Teaching Math is itself a bit of the same. The first year of teaching – even with a great student teaching program – is often an eye opening thing. I still remember the first time the door shut to MY CLASSROOM at McLane High School in 2006 (old photo gallery)  and the feeling of, “oh crap,” there was! There were about 200 students that I was to teach math to that year. Of course there were some classic first-year teacher stories later told with glee to newbies. My next door neighbor teacher wasn’t hired yet, so there was a sub for 30 days while paperwork was finished. I should say a series of subs. I often had to open the door in between classrooms to get the other kids to quiet down  – which in retrospect actually improved my level of respect from my own kids because they thought I was a little bit of a badass. But teaching-wise, I didn’t have quite the arsenal that I would today. I went through the book for the most part, coming up with cool ideas when I could. Famously I took a picture of my Toyota Corolla’s windshield because I thought it’d be cool to have kids find out the area their family car’s windshields measured as part of a unit on circles – finding sector areas to be exact. Of course, in a school with 94% poverty (average income for a family of four was about 2200 a month, which although that was about 400 more a month than what I brought in, not much…).

But that experimenting made me stronger. I shared my ideas with colleagues at my school (twitter had just been invented so wasn’t yet an option), and that first summer had the great experience to attend a two week institute put on by the San Joaquin Valley Math Project. It was like a two week summer camp of math mentoring and even as a first year teacher I felt respected and challenged to think about better ways to challenge kids – and myself – to teach math differently. It was liberating to be around others as passionate about math and kids as I was – when I would make a mistake, I was ASKED about it, not just told no… which made it a high-growth camp for everyone! (Thanks Lori Hamada, now Exec Director of AIMS!)

I taught mostly Geometry that first year – and in the years following did Algebra 2 for a couple of years, Alg/Geo III, CAHSEE, Algebra I, Independent Study which I turned into History of Math sometimes… and later Pre-Algebra when I changed schools to help start a middle school water polo program. Every class influenced the others and that deep exposure across grades 7-12 definitely helped me deliver professional development and now at OpenEd. And when opportunities to grow as an educator – always at my own expense except for the SJMP training – I went!

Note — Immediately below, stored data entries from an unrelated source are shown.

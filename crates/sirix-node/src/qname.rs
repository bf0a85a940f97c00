use sirix_types::{Result, SirixError};

/// A parsed, validated element/attribute/PI name: an optional namespace
/// prefix plus a local part (spec §3.1 glossary: QName). Namespace URI
/// resolution is a separate concern (`NamedData::uri_key`) — this type only
/// owns the lexical `prefix:local` structure and its NCName validity.
#[derive(Clone, Debug, Eq, PartialEq)]
pub struct QName {
    pub prefix: Option<String>,
    pub local_name: String,
}

impl QName {
    /// Parses `qualified` as `[prefix:]local-name`, rejecting anything that
    /// isn't a valid NCName in either position.
    pub fn parse(qualified: &str) -> Result<Self> {
        match qualified.split_once(':') {
            Some((prefix, local)) => {
                validate_ncname(prefix)?;
                validate_ncname(local)?;
                Ok(Self { prefix: Some(prefix.to_string()), local_name: local.to_string() })
            }
            None => {
                validate_ncname(qualified)?;
                Ok(Self { prefix: None, local_name: qualified.to_string() })
            }
        }
    }

    pub fn new(prefix: Option<&str>, local_name: &str) -> Result<Self> {
        if let Some(p) = prefix {
            validate_ncname(p)?;
        }
        validate_ncname(local_name)?;
        Ok(Self { prefix: prefix.map(str::to_string), local_name: local_name.to_string() })
    }

    /// Renders back to `prefix:local` or bare `local` form.
    pub fn to_qualified(&self) -> String {
        match &self.prefix {
            Some(prefix) => format!("{prefix}:{}", self.local_name),
            None => self.local_name.clone(),
        }
    }
}

/// Validates `name` against a practical subset of the XML NCName grammar:
/// non-empty, first character a letter or underscore, remaining characters
/// letters, digits, `-`, `_`, or `.`, and never containing `:` (that's the
/// prefix separator handled by the caller).
fn validate_ncname(name: &str) -> Result<()> {
    let mut chars = name.chars();
    let first = chars.next().ok_or(SirixError::Usage("NCName must not be empty"))?;
    if !(first.is_alphabetic() || first == '_') {
        return Err(SirixError::Usage("NCName must start with a letter or '_'"));
    }
    for c in chars {
        if !(c.is_alphanumeric() || c == '-' || c == '_' || c == '.') {
            return Err(SirixError::Usage(
                "NCName characters must be alphanumeric, '-', '_', or '.'",
            ));
        }
    }
    Ok(())
}

#[cfg(test)]
mod tests {
    use super::*;

    #[test]
    fn parses_bare_local_name() {
        let q = QName::parse("book").unwrap();
        assert_eq!(q.prefix, None);
        assert_eq!(q.local_name, "book");
    }

    #[test]
    fn parses_prefixed_name() {
        let q = QName::parse("ns1:book").unwrap();
        assert_eq!(q.prefix.as_deref(), Some("ns1"));
        assert_eq!(q.local_name, "book");
    }

    #[test]
    fn rejects_empty_local_name() {
        assert!(QName::parse("").is_err());
        assert!(QName::parse("ns1:").is_err());
    }

    #[test]
    fn rejects_name_starting_with_a_digit() {
        assert!(QName::parse("1book").is_err());
    }

    #[test]
    fn to_qualified_round_trips() {
        let q = QName::parse("ns1:book").unwrap();
        assert_eq!(q.to_qualified(), "ns1:book");
        let bare = QName::parse("book").unwrap();
        assert_eq!(bare.to_qualified(), "book");
    }
}
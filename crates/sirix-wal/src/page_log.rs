use std::collections::HashMap;
use std::fs::{File, OpenOptions};
use std::io::{Read, Seek, SeekFrom, Write};
use std::path::Path;

use rustc_hash::FxHashMap;
use sirix_types::{compute_crc32, IndirectPageLogKey, Result, SirixError};

const SPILL_MAGIC: &[u8; 4] = b"SWPL";

enum Slot {
    Resident(Vec<u8>),
    Spilled { offset: u64, len: u32 },
}

/// The transaction-scoped `page_log` (spec §3.5, §4.8): every non-record
/// page a write transaction has prepared this commit, keyed by its routing
/// coordinates. Once the resident entry count exceeds `spill_threshold`,
/// the least-recently-put entries are appended to a frame file and replaced
/// with a pointer, bounding the transaction's memory footprint.
pub struct PageLog {
    slots: FxHashMap<IndirectPageLogKey, Slot>,
    insertion_order: Vec<IndirectPageLogKey>,
    spill_threshold: usize,
    spill_file: Option<File>,
}

impl PageLog {
    pub fn new(spill_threshold: usize) -> Self {
        Self {
            slots: HashMap::default(),
            insertion_order: Vec::new(),
            spill_threshold,
            spill_file: None,
        }
    }

    pub fn open(dir: impl AsRef<Path>, spill_threshold: usize) -> Result<Self> {
        let path = dir.as_ref().join("page_log.spill");
        let file = OpenOptions::new()
            .read(true)
            .write(true)
            .create(true)
            .truncate(true)
            .open(path)?;
        let mut log = Self::new(spill_threshold);
        log.spill_file = Some(file);
        Ok(log)
    }

    pub fn put(&mut self, key: IndirectPageLogKey, bytes: Vec<u8>) -> Result<()> {
        if !self.slots.contains_key(&key) {
            self.insertion_order.push(key);
        }
        self.slots.insert(key, Slot::Resident(bytes));
        self.spill_if_needed()
    }

    pub fn get(&mut self, key: &IndirectPageLogKey) -> Result<Option<Vec<u8>>> {
        match self.slots.get(key) {
            Some(Slot::Resident(bytes)) => Ok(Some(bytes.clone())),
            Some(Slot::Spilled { offset, len }) => {
                let (offset, len) = (*offset, *len);
                Ok(Some(self.read_spilled(offset, len)?))
            }
            None => Ok(None),
        }
    }

    pub fn remove(&mut self, key: &IndirectPageLogKey) {
        self.slots.remove(key);
        self.insertion_order.retain(|k| k != key);
    }

    pub fn iter_keys(&self) -> impl Iterator<Item = &IndirectPageLogKey> {
        self.slots.keys()
    }

    pub fn len(&self) -> usize {
        self.slots.len()
    }

    pub fn is_empty(&self) -> bool {
        self.slots.is_empty()
    }

    pub fn clear(&mut self) {
        self.slots.clear();
        self.insertion_order.clear();
    }

    fn resident_count(&self) -> usize {
        self.slots
            .values()
            .filter(|s| matches!(s, Slot::Resident(_)))
            .count()
    }

    /// Forces every resident entry to the spill file regardless of
    /// threshold (spec §4.8 `to_secondary`), bounding memory ahead of
    /// commit.
    pub fn spill_all(&mut self) -> Result<()> {
        self.spill_threshold = 0;
        self.spill_if_needed()
    }

    fn spill_if_needed(&mut self) -> Result<()> {
        if self.spill_file.is_none() || self.resident_count() <= self.spill_threshold {
            return Ok(());
        }
        let candidates: Vec<IndirectPageLogKey> = self
            .insertion_order
            .iter()
            .filter(|k| matches!(self.slots.get(*k), Some(Slot::Resident(_))))
            .take(self.resident_count() - self.spill_threshold)
            .copied()
            .collect();
        for key in candidates {
            if let Some(Slot::Resident(bytes)) = self.slots.remove(&key) {
                let (offset, len) = self.append_frame(&bytes)?;
                self.slots.insert(key, Slot::Spilled { offset, len });
            }
        }
        Ok(())
    }

    fn append_frame(&mut self, bytes: &[u8]) -> Result<(u64, u32)> {
        let file = self
            .spill_file
            .as_mut()
            .expect("spill_if_needed only called when spill_file is set");
        let offset = file.seek(SeekFrom::End(0))?;
        let crc = compute_crc32(&[bytes]);
        file.write_all(SPILL_MAGIC)?;
        file.write_all(&(bytes.len() as u32).to_be_bytes())?;
        file.write_all(bytes)?;
        file.write_all(&crc.to_be_bytes())?;
        Ok((offset, bytes.len() as u32))
    }

    fn read_spilled(&mut self, offset: u64, len: u32) -> Result<Vec<u8>> {
        let file = self
            .spill_file
            .as_mut()
            .ok_or(SirixError::Corruption("spilled page_log entry with no spill file"))?;
        file.seek(SeekFrom::Start(offset))?;
        let mut magic = [0u8; 4];
        file.read_exact(&mut magic)?;
        if &magic != SPILL_MAGIC {
            return Err(SirixError::Corruption("page_log spill frame magic mismatch"));
        }
        let mut len_buf = [0u8; 4];
        file.read_exact(&mut len_buf)?;
        if u32::from_be_bytes(len_buf) != len {
            return Err(SirixError::Corruption("page_log spill frame length mismatch"));
        }
        let mut payload = vec![0u8; len as usize];
        file.read_exact(&mut payload)?;
        let mut crc_buf = [0u8; 4];
        file.read_exact(&mut crc_buf)?;
        if compute_crc32(&[&payload]) != u32::from_be_bytes(crc_buf) {
            return Err(SirixError::Corruption("page_log spill frame crc mismatch"));
        }
        Ok(payload)
    }
}

#[cfg(test)]
mod tests {
    use super::*;
    use sirix_types::PageFamily;

    fn key(offset: u64) -> IndirectPageLogKey {
        IndirectPageLogKey::new(PageFamily::Record, 0, 0, offset)
    }

    #[test]
    fn put_and_get_round_trips_resident_entries() {
        let mut log = PageLog::new(100);
        log.put(key(1), b"hello".to_vec()).unwrap();
        assert_eq!(log.get(&key(1)).unwrap(), Some(b"hello".to_vec()));
    }

    #[test]
    fn entries_beyond_threshold_spill_and_remain_readable() {
        let dir = tempfile::tempdir().unwrap();
        let mut log = PageLog::open(dir.path(), 2).unwrap();
        for i in 0..5 {
            log.put(key(i), format!("page-{i}").into_bytes()).unwrap();
        }
        assert!(log.resident_count() <= 2);
        for i in 0..5 {
            assert_eq!(
                log.get(&key(i)).unwrap(),
                Some(format!("page-{i}").into_bytes())
            );
        }
    }

    #[test]
    fn remove_drops_an_entry() {
        let mut log = PageLog::new(10);
        log.put(key(1), b"a".to_vec()).unwrap();
        log.remove(&key(1));
        assert_eq!(log.get(&key(1)).unwrap(), None);
    }
}
use std::collections::VecDeque;

use sirix_types::NodeKey;

use crate::predicate::Predicate;
use crate::source::{NodeSource, NodeView};

/// Each direct child of `parent`, left to right.
pub struct ChildAxis<'s, S: NodeSource> {
    source: &'s S,
    next: Option<NodeKey>,
}

impl<'s, S: NodeSource> ChildAxis<'s, S> {
    pub fn new(source: &'s S, parent: NodeKey) -> Self {
        let next = source.view(parent).and_then(|v| v.first_child());
        Self { source, next }
    }
}

impl<'s, S: NodeSource> Iterator for ChildAxis<'s, S> {
    type Item = NodeKey;

    fn next(&mut self) -> Option<NodeKey> {
        let current = self.next.take()?;
        self.next = self.source.view(current).and_then(|v| v.right_sibling());
        Some(current)
    }
}

/// Pre-order walk of `start`'s subtree, optionally including `start` itself.
pub struct DescendantAxis<'s, S: NodeSource> {
    source: &'s S,
    // (key, is_scope_root) — a scope-root's own right sibling lies outside
    // the subtree and must never be pushed.
    stack: Vec<(NodeKey, bool)>,
}

impl<'s, S: NodeSource> DescendantAxis<'s, S> {
    pub fn new(source: &'s S, start: NodeKey, include_self: bool) -> Self {
        let mut stack = Vec::new();
        if include_self {
            stack.push((start, true));
        } else if let Some(child) = source.view(start).and_then(|v| v.first_child()) {
            stack.push((child, false));
        }
        Self { source, stack }
    }
}

impl<'s, S: NodeSource> Iterator for DescendantAxis<'s, S> {
    type Item = NodeKey;

    fn next(&mut self) -> Option<NodeKey> {
        let (current, is_scope_root) = self.stack.pop()?;
        if let Some(view) = self.source.view(current) {
            if !is_scope_root {
                if let Some(sibling) = view.right_sibling() {
                    self.stack.push((sibling, false));
                }
            }
            if let Some(child) = view.first_child() {
                self.stack.push((child, false));
            }
        }
        Some(current)
    }
}

enum Frame {
    Enter(NodeKey),
    Exit(NodeKey),
}

/// Post-order walk of `start`'s subtree, optionally including `start`
/// itself (spec §4.9: drives `remove`'s children-then-node teardown).
pub struct PostOrderAxis<'s, S: NodeSource> {
    source: &'s S,
    stack: Vec<Frame>,
}

impl<'s, S: NodeSource> PostOrderAxis<'s, S> {
    pub fn new(source: &'s S, start: NodeKey, include_self: bool) -> Self {
        let mut stack = Vec::new();
        if include_self {
            stack.push(Frame::Enter(start));
        } else {
            for child in ChildAxis::new(source, start).collect::<Vec<_>>().into_iter().rev() {
                stack.push(Frame::Enter(child));
            }
        }
        Self { source, stack }
    }
}

impl<'s, S: NodeSource> Iterator for PostOrderAxis<'s, S> {
    type Item = NodeKey;

    fn next(&mut self) -> Option<NodeKey> {
        loop {
            match self.stack.pop()? {
                Frame::Exit(key) => return Some(key),
                Frame::Enter(key) => {
                    self.stack.push(Frame::Exit(key));
                    for child in ChildAxis::new(self.source, key).collect::<Vec<_>>().into_iter().rev() {
                        self.stack.push(Frame::Enter(child));
                    }
                }
            }
        }
    }
}

/// Breadth-first walk of `start`'s subtree, optionally restricted to a
/// single relative depth (`filter_level`, 0 = `start`) and optionally
/// including `start` itself.
pub struct LevelOrderAxis<'s, S: NodeSource> {
    source: &'s S,
    queue: VecDeque<(NodeKey, u32)>,
    filter_level: Option<u32>,
}

impl<'s, S: NodeSource> LevelOrderAxis<'s, S> {
    pub fn new(source: &'s S, start: NodeKey, filter_level: Option<u32>, include_self: bool) -> Self {
        let mut queue = VecDeque::new();
        if include_self {
            queue.push_back((start, 0));
        } else {
            for child in ChildAxis::new(source, start) {
                queue.push_back((child, 1));
            }
        }
        Self {
            source,
            queue,
            filter_level,
        }
    }
}

impl<'s, S: NodeSource> Iterator for LevelOrderAxis<'s, S> {
    type Item = NodeKey;

    fn next(&mut self) -> Option<NodeKey> {
        loop {
            let (key, level) = self.queue.pop_front()?;
            for child in ChildAxis::new(self.source, key) {
                self.queue.push_back((child, level + 1));
            }
            match self.filter_level {
                Some(wanted) if wanted != level => continue,
                _ => return Some(key),
            }
        }
    }
}

/// Wraps any node-key axis with a conjunction of predicates, short-circuit
/// evaluated left to right.
pub struct FilterAxis<'s, S: NodeSource, I: Iterator<Item = NodeKey>> {
    source: &'s S,
    inner: I,
    predicates: Vec<Box<dyn Predicate<S>>>,
}

impl<'s, S: NodeSource, I: Iterator<Item = NodeKey>> FilterAxis<'s, S, I> {
    pub fn new(source: &'s S, inner: I, predicates: Vec<Box<dyn Predicate<S>>>) -> Self {
        Self {
            source,
            inner,
            predicates,
        }
    }
}

impl<'s, S: NodeSource, I: Iterator<Item = NodeKey>> Iterator for FilterAxis<'s, S, I> {
    type Item = NodeKey;

    fn next(&mut self) -> Option<NodeKey> {
        for key in self.inner.by_ref() {
            if self.predicates.iter().all(|p| p.matches(self.source, key)) {
                return Some(key);
            }
        }
        None
    }
}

Not all teachers have the time or motivation; that I know. The best PD experiences I had were hands-on MATH experiences with supportive and mentoring peers(Pre/Algebra University in FUSD, 2011-12?). I remember once going to a lesson where we were to trace Functions from 7th grade through high school. There was a group of middle school teachers who proclaimed – “Why do we need to know this? We don’t teach high school…” I wanted to shout something about the Progressions or, as a former high school teacher, how tricks like FOIL and even PEMDAS don’t hurt but actually hurt students mathematical understanding if that’s all they’re taught. Yet as we did the hands-on math, some teachers didn’t know the rationale behind the tricks either! This isn’t their fault – they probably took the CSET or got an emergency credential or – just forgot after years of teaching lower mathematics.

I’ve spent several years since that time doing as much as I can to help  Math teachers. Leading Math Mindset Book Studies, starting a Facebook Math Teacher group, Math and Beer Nights, attending and speaking at California Math Council conferences, leading the content arm of an outstanding mathematics formative assessment and resources company, being an adjunct professor of technology at Fresno Pacific, and even helping with the social media arm of CMC.

All of this because as a high school and college student, I struggled with math because it was presented to me as something to memorize, not something to think creatively about. That failure meant I had to stop- not regroup and ask questions about my failure to learn through it. Long before growth mindset was popular, I had a sign in my classroom – Celebrate Mistakes.

That first year of teaching, I went off on a rant once at the end of class how if, (paraphrased)”You were that kid who played the game of school just good enough to get an A, who asked for extra credit from your teacher and that’s what helped you pass the class, you know that those teachers actually failed you. Because in this class there aren’t games to play and I don’t give extra credit. You will work hard for and earn your grade, and you will pass this class and be ready for Algebra 2 and college.”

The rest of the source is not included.